### Records for this task
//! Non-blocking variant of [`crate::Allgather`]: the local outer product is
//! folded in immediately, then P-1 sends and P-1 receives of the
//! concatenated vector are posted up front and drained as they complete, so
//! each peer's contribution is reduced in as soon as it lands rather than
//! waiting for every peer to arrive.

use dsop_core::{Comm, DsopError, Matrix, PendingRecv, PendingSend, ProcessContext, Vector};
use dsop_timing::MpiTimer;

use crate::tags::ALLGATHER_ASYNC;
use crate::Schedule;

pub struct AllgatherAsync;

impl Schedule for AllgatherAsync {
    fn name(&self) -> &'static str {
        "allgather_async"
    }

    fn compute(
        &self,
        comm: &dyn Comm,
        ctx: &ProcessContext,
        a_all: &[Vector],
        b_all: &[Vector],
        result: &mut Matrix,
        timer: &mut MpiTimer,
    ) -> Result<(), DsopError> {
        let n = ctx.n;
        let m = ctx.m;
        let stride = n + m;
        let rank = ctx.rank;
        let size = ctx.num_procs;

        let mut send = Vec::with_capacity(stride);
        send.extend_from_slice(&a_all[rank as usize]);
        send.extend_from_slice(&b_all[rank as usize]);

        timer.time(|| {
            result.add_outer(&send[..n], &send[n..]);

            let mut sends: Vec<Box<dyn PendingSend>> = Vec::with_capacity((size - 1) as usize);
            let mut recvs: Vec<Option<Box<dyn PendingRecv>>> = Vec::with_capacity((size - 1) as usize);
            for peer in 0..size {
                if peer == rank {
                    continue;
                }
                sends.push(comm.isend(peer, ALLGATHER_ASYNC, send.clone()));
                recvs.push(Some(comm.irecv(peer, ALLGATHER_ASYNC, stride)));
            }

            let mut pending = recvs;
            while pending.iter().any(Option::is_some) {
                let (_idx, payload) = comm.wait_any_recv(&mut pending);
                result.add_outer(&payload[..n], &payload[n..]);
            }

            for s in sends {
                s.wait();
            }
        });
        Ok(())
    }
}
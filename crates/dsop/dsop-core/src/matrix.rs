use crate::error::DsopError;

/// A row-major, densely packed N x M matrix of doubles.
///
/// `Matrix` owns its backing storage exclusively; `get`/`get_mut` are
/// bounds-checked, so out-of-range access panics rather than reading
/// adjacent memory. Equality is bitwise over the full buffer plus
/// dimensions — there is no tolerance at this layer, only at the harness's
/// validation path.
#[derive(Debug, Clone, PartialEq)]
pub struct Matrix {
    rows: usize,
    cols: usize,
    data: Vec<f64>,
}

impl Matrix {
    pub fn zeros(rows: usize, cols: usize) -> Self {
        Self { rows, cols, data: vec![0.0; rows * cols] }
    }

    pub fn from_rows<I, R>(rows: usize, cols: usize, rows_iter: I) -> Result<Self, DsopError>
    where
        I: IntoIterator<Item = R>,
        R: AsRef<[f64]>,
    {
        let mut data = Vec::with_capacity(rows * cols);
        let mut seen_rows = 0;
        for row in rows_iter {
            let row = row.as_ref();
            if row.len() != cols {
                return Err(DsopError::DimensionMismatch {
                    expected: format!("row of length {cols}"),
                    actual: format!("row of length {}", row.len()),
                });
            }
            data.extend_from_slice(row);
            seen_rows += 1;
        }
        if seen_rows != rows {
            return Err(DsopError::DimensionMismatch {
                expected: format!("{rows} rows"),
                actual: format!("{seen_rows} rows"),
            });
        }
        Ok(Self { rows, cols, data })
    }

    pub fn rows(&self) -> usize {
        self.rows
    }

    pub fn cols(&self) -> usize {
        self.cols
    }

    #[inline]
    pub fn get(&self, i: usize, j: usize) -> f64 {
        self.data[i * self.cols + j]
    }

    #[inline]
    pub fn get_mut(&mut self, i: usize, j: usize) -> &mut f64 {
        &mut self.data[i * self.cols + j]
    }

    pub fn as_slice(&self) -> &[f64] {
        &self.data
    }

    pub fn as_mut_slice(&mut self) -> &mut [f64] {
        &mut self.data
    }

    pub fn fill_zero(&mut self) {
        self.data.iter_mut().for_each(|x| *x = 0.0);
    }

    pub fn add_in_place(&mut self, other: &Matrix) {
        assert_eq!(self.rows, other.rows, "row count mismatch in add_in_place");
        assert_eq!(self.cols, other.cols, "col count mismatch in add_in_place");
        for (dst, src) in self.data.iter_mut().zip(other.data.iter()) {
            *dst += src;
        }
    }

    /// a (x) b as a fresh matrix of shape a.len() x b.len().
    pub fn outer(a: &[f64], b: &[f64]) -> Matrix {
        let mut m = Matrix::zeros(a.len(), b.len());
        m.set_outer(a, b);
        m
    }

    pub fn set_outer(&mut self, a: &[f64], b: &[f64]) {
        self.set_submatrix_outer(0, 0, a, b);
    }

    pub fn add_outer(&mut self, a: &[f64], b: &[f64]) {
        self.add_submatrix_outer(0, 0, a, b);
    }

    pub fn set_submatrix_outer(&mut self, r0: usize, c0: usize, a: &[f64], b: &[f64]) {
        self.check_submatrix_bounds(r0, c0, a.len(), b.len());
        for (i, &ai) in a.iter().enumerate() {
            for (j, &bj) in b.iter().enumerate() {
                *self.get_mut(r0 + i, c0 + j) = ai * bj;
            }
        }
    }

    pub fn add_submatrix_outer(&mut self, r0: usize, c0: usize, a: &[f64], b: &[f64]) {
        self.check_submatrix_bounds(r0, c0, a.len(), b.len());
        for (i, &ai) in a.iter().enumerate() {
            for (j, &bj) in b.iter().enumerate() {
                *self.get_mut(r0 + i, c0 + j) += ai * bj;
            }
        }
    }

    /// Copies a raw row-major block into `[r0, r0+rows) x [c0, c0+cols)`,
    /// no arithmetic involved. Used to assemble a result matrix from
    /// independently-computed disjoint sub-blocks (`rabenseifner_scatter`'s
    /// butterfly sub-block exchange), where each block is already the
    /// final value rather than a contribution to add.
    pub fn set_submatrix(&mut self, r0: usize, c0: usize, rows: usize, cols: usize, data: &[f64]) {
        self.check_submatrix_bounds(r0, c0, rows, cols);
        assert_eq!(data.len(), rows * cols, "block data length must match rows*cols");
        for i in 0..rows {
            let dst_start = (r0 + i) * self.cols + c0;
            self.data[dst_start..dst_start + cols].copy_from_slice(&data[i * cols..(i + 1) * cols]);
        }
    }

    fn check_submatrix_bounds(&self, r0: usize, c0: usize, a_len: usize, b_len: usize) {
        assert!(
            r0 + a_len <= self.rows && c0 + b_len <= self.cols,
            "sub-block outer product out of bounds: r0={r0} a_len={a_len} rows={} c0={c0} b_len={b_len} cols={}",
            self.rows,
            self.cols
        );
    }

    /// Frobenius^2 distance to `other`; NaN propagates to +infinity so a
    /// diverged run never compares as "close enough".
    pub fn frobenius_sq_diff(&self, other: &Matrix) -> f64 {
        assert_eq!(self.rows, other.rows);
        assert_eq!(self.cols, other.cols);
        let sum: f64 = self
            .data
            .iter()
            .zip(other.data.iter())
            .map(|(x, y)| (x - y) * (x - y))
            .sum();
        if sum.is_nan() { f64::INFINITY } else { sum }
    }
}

### Assigned task
Above are the records; copy each line from them that includes the string "stride".

### Answer to the problem
        let stride = n + m;
        let mut send = Vec::with_capacity(stride);
                recvs.push(Some(comm.irecv(peer, ALLGATHER_ASYNC, stride)));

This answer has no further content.